_Aim of the exercise_
Each line of the material should be retyped without alteration.

_Listed entries_

═══

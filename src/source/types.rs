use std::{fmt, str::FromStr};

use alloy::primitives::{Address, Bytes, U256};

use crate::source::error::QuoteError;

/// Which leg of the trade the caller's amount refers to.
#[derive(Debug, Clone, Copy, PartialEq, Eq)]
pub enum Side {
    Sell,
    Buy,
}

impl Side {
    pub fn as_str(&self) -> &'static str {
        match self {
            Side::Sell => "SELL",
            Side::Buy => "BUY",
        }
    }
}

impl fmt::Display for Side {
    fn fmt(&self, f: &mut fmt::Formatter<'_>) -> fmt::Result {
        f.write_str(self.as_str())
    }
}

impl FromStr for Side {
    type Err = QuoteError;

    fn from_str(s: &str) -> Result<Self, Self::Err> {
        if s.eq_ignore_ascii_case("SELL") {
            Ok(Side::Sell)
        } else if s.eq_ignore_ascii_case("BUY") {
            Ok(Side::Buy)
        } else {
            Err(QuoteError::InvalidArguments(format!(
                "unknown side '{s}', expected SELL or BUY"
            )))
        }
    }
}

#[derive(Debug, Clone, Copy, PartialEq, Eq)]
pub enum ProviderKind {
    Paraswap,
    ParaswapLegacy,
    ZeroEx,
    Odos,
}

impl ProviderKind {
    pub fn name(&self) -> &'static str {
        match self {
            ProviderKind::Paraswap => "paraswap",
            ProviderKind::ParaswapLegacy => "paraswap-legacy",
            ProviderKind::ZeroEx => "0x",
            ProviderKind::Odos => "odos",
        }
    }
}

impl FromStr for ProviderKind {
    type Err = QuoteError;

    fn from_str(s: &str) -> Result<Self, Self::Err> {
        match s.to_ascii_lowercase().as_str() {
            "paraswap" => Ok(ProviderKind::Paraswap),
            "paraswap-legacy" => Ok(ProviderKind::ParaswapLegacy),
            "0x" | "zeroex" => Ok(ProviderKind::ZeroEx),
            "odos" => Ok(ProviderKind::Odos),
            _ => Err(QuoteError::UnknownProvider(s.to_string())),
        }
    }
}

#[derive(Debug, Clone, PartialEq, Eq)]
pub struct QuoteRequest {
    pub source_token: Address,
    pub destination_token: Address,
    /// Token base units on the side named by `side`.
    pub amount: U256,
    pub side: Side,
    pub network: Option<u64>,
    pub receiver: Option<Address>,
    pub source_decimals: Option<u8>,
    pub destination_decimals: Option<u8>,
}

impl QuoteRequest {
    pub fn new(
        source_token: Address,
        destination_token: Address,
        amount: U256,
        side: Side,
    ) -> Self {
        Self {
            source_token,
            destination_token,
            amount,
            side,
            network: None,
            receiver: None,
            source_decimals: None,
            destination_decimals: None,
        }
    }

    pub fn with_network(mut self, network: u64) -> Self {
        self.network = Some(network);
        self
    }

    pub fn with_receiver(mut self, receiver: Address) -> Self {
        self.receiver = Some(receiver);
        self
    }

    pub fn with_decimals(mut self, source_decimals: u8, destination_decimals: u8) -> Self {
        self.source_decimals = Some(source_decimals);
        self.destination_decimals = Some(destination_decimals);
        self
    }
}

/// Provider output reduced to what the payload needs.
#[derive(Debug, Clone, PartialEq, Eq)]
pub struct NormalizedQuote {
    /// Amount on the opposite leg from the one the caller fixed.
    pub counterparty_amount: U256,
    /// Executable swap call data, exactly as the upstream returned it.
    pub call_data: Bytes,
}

═══

_Answer for the task_
filename src/source/types.rs
use std::{fmt, str::FromStr};

use alloy::primitives::{Address, Bytes, U256};

use crate::source::error::QuoteError;

/// Which leg of the trade the caller's amount refers to.
#[derive(Debug, Clone, Copy, PartialEq, Eq)]
pub enum Side {
    Sell,
    Buy,
}

impl Side {
    pub fn as_str(&self) -> &'static str {
        match self {
            Side::Sell => "SELL",
            Side::Buy => "BUY",
        }
    }
}

impl fmt::Display for Side {
    fn fmt(&self, f: &mut fmt::Formatter<'_>) -> fmt::Result {
        f.write_str(self.as_str())
    }
}

impl FromStr for Side {
    type Err = QuoteError;

    fn from_str(s: &str) -> Result<Self, Self::Err> {
        if s.eq_ignore_ascii_case("SELL") {
            Ok(Side::Sell)
        } else if s.eq_ignore_ascii_case("BUY") {
            Ok(Side::Buy)
        } else {
            Err(QuoteError::InvalidArguments(format!(
                "unknown side '{s}', expected SELL or BUY"
            )))
        }
    }
}

#[derive(Debug, Clone, Copy, PartialEq, Eq)]
pub enum ProviderKind {
    Paraswap,
    ParaswapLegacy,
    ZeroEx,
    Odos,
}

impl ProviderKind {
    pub fn name(&self) -> &'static str {
        match self {
            ProviderKind::Paraswap => "paraswap",
            ProviderKind::ParaswapLegacy => "paraswap-legacy",
            ProviderKind::ZeroEx => "0x",
            ProviderKind::Odos => "odos",
        }
    }
}

impl FromStr for ProviderKind {
    type Err = QuoteError;

    fn from_str(s: &str) -> Result<Self, Self::Err> {
        match s.to_ascii_lowercase().as_str() {
            "paraswap" => Ok(ProviderKind::Paraswap),
            "paraswap-legacy" => Ok(ProviderKind::ParaswapLegacy),
            "0x" | "zeroex" => Ok(ProviderKind::ZeroEx),
            "odos" => Ok(ProviderKind::Odos),
            _ => Err(QuoteError::UnknownProvider(s.to_string())),
        }
    }
}

#[derive(Debug, Clone, PartialEq, Eq)]
pub struct QuoteRequest {
    pub source_token: Address,
    pub destination_token: Address,
    /// Token base units on the side named by `side`.
    pub amount: U256,
    pub side: Side,
    pub network: Option<u64>,
    pub receiver: Option<Address>,
    pub source_decimals: Option<u8>,
    pub destination_decimals: Option<u8>,
}

impl QuoteRequest {
    pub fn new(
        source_token: Address,
        destination_token: Address,
        amount: U256,
        side: Side,
    ) -> Self {
        Self {
            source_token,
            destination_token,
            amount,
            side,
            network: None,
            receiver: None,
            source_decimals: None,
            destination_decimals: None,
        }
    }

    pub fn with_network(mut self, network: u64) -> Self {
        self.network = Some(network);
        self
    }

    pub fn with_receiver(mut self, receiver: Address) -> Self {
        self.receiver = Some(receiver);
        self
    }

    pub fn with_decimals(mut self, source_decimals: u8, destination_decimals: u8) -> Self {
        self.source_decimals = Some(source_decimals);
        self.destination_decimals = Some(destination_decimals);
        self
    }
}

/// Provider output reduced to what the payload needs.
#[derive(Debug, Clone, PartialEq, Eq)]
pub struct NormalizedQuote {
    /// Amount on the opposite leg from the one the caller fixed.
    pub counterparty_amount: U256,
    /// Executable swap call data, exactly as the upstream returned it.
    pub call_data: Bytes,
}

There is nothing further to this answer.